// Indexing module
// Offline builders for the static keyword index and the chunk embedding store

pub mod embedding_store;
pub mod keyword_index;
pub mod markdown;

use anyhow::Context;
use std::path::{Path, PathBuf};
use tracing::debug;

pub use embedding_store::{collect_chunks, embedding_url, generate_embedding_store};
pub use keyword_index::{build_keyword_docs, file_to_url, write_keyword_index};
pub use markdown::{extract_title, strip_front_matter, strip_markdown, strip_mdx};

/// Every `.md` and `.mdx` file under `dir`, recursively, in sorted order
#[inline]
pub fn collect_doc_files(dir: &Path) -> anyhow::Result<Vec<PathBuf>> {
    let mut files = Vec::new();
    visit(dir, &mut files)?;
    files.sort();
    debug!("Found {} doc files under {}", files.len(), dir.display());
    Ok(files)
}

fn visit(dir: &Path, files: &mut Vec<PathBuf>) -> anyhow::Result<()> {
    let entries = std::fs::read_dir(dir)
        .with_context(|| format!("Failed to read directory {}", dir.display()))?;
    for entry in entries {
        let path = entry
            .with_context(|| format!("Failed to read entry in {}", dir.display()))?
            .path();
        if path.is_dir() {
            visit(&path, files)?;
        } else if is_doc_file(&path) {
            files.push(path);
        }
    }
    Ok(())
}

fn is_doc_file(path: &Path) -> bool {
    path.extension()
        .and_then(|ext| ext.to_str())
        .is_some_and(|ext| ext == "md" || ext == "mdx")
}

/// `path` relative to `base`, with forward slashes
pub(crate) fn relative_slash_path(path: &Path, base: &Path) -> String {
    let relative = path.strip_prefix(base).unwrap_or(path);
    relative
        .components()
        .map(|part| part.as_os_str().to_string_lossy())
        .collect::<Vec<_>>()
        .join("/")
}

/// Directory that site-relative paths such as `docs/intro.md` are resolved against
pub(crate) fn site_root(docs_dir: &Path) -> &Path {
    docs_dir.parent().unwrap_or_else(|| Path::new(""))
}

###

Find the lines in the entries above where "under" occurs, and copy each of them.

/// Every `.md` and `.mdx` file under `dir`, recursively, in sorted order
    debug!("Found {} doc files under {}", files.len(), dir.display());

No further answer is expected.